[[ Working data open ]]

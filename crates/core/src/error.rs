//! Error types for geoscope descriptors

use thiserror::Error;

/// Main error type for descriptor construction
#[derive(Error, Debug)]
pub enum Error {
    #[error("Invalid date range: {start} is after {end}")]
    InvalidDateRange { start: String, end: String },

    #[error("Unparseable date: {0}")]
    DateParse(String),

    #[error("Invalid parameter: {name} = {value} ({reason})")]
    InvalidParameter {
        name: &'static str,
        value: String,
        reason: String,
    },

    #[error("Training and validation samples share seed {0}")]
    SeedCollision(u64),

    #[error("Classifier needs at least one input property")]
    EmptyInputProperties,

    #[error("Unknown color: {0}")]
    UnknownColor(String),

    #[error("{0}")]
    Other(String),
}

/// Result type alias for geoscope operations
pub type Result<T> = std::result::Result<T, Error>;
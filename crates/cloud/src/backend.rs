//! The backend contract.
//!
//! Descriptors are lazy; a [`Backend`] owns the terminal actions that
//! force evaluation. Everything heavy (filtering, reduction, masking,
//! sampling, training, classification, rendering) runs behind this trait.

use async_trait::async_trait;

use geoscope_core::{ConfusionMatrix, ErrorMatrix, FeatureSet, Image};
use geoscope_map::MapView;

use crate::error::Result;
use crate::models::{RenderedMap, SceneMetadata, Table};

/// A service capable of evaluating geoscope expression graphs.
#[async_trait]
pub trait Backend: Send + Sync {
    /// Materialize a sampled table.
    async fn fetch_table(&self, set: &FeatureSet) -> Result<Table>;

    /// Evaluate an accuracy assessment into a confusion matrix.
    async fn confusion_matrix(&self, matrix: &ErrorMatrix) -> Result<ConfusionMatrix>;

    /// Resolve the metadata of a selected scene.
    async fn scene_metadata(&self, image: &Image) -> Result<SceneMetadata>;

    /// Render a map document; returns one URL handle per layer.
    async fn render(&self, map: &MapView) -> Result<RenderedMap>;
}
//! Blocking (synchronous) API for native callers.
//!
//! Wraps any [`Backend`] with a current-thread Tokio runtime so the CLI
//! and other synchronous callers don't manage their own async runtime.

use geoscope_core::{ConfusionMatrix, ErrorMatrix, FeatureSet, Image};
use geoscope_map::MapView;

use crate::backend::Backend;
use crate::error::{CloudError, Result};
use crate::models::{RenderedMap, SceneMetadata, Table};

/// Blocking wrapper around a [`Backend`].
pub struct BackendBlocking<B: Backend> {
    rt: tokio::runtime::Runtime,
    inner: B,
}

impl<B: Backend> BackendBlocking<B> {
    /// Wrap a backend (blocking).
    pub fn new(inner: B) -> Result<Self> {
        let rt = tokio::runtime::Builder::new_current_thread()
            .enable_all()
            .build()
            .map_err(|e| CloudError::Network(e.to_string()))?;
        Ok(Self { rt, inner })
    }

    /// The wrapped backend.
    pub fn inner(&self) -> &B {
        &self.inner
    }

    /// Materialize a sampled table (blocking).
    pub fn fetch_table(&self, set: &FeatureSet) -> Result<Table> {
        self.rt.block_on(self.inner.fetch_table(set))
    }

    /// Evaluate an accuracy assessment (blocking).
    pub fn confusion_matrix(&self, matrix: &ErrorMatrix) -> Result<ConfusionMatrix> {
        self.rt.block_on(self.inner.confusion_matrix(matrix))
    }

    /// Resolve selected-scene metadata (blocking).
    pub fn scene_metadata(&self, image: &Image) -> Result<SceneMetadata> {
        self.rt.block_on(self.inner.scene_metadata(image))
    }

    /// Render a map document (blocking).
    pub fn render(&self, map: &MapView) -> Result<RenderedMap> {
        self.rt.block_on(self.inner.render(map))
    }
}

[[ Working data closed ]]
[[ Working data open ]]

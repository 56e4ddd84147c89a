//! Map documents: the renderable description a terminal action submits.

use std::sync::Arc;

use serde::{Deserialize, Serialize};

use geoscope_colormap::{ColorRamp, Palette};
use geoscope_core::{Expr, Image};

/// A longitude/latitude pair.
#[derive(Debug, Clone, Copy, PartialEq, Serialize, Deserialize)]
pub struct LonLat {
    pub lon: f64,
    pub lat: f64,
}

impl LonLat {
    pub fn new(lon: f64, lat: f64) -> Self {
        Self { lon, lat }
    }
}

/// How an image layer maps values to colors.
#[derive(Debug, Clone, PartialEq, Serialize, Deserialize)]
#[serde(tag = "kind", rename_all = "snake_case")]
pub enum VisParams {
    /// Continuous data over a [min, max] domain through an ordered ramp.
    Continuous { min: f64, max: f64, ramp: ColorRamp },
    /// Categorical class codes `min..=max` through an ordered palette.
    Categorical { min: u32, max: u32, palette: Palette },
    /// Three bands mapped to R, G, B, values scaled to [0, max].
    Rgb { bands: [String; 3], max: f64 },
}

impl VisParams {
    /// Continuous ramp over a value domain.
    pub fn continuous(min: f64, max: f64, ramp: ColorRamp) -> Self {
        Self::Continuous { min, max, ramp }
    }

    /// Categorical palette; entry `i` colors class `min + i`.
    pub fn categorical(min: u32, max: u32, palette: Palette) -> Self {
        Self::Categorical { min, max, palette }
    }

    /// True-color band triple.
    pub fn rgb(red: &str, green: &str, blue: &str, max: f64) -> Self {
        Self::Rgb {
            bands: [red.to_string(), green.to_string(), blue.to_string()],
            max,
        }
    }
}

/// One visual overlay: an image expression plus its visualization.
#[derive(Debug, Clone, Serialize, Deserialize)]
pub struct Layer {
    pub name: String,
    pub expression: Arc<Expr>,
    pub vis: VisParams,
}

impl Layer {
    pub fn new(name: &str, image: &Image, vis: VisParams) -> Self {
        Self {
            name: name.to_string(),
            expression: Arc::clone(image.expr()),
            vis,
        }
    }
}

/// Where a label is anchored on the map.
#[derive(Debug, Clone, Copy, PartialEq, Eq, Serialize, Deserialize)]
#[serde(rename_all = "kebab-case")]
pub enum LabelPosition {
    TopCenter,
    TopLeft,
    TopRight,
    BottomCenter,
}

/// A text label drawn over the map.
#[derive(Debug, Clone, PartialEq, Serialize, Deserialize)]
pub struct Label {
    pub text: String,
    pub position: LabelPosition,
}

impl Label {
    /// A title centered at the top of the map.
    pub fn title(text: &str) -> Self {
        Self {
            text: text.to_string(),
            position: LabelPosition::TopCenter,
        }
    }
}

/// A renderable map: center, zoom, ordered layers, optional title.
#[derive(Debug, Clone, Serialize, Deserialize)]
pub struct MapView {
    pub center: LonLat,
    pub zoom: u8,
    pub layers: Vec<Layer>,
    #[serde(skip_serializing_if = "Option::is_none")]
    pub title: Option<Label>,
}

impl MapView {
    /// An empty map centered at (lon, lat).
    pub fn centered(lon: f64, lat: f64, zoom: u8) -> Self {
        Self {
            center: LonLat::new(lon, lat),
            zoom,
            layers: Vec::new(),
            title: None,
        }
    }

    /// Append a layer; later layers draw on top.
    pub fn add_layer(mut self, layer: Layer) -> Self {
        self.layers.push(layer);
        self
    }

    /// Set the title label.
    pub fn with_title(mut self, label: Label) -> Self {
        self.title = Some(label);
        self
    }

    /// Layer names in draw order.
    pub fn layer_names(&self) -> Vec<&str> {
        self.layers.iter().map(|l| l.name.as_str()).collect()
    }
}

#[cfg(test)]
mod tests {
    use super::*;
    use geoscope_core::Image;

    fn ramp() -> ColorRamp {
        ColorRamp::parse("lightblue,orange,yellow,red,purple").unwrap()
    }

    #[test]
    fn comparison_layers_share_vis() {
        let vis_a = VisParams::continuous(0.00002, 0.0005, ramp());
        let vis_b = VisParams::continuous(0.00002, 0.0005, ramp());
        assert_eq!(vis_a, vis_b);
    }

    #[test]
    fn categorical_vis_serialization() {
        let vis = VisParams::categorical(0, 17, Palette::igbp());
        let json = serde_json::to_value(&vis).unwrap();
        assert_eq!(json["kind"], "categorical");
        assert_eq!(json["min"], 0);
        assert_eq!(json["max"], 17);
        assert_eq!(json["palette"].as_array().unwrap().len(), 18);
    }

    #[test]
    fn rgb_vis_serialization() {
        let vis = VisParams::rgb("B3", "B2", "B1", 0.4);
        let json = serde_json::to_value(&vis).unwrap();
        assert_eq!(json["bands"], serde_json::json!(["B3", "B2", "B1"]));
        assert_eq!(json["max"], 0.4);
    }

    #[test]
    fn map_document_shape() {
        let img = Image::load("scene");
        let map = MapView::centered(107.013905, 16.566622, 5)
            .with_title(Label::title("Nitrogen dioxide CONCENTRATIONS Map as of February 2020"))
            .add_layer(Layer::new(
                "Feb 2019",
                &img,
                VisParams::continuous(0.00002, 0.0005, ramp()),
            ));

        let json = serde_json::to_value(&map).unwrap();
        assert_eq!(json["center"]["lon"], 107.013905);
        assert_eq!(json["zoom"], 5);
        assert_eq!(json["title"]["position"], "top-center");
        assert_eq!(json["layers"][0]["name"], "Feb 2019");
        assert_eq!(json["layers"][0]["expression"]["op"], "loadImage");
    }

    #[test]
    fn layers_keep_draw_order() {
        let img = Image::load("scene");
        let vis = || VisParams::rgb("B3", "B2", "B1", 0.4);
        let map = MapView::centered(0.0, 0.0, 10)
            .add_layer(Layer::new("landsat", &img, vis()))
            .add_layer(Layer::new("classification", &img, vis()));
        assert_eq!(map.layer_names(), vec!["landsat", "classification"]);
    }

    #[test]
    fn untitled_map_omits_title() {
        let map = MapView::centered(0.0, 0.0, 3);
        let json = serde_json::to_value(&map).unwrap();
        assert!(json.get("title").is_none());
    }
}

[[ Working data closed ]]
[[ Working data open ]]

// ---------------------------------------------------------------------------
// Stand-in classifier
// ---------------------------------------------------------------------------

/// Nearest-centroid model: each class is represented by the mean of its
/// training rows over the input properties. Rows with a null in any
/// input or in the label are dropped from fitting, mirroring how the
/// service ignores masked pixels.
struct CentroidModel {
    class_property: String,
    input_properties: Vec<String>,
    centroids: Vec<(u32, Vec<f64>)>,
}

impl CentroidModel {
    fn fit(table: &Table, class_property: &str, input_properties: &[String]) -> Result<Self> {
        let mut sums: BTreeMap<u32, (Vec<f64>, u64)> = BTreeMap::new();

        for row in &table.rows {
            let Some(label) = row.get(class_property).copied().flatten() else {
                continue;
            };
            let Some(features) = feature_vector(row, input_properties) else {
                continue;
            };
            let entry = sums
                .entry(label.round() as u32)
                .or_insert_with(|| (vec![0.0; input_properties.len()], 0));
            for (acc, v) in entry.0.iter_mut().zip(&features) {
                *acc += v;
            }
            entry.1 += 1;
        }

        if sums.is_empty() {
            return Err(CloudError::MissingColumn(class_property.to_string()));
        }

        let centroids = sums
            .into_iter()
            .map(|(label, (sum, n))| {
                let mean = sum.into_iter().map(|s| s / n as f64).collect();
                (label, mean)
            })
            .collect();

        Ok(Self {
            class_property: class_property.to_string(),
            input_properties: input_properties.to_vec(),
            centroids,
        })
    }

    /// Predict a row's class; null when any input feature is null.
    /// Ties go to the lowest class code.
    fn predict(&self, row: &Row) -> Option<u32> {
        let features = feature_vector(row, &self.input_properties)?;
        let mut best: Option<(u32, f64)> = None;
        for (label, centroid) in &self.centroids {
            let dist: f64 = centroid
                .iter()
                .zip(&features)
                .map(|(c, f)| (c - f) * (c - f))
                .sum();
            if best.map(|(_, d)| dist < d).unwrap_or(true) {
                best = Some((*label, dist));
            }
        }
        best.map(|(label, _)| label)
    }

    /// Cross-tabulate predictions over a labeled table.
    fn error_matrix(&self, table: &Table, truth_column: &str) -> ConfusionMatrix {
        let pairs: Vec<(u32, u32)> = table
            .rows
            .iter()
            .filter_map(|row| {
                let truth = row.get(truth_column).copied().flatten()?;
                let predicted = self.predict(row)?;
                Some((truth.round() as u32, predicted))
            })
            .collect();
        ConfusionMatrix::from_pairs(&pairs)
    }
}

[[ Working data closed ]]

* [Directions]
An exact, complete copy of the lines above from the one with "let Some(features) = feature_vector(row, input_properties)" through the one with "let mut best: Option<(u32, f64)>" is the whole answer.

* [Response to the task]
            let Some(features) = feature_vector(row, input_properties) else {
                continue;
            };
            let entry = sums
                .entry(label.round() as u32)
                .or_insert_with(|| (vec![0.0; input_properties.len()], 0));
            for (acc, v) in entry.0.iter_mut().zip(&features) {
                *acc += v;
            }
            entry.1 += 1;
        }

        if sums.is_empty() {
            return Err(CloudError::MissingColumn(class_property.to_string()));
        }

        let centroids = sums
            .into_iter()
            .map(|(label, (sum, n))| {
                let mean = sum.into_iter().map(|s| s / n as f64).collect();
                (label, mean)
            })
            .collect();

        Ok(Self {
            class_property: class_property.to_string(),
            input_properties: input_properties.to_vec(),
            centroids,
        })
    }

    /// Predict a row's class; null when any input feature is null.
    /// Ties go to the lowest class code.
    fn predict(&self, row: &Row) -> Option<u32> {
        let features = feature_vector(row, &self.input_properties)?;
        let mut best: Option<(u32, f64)> = None;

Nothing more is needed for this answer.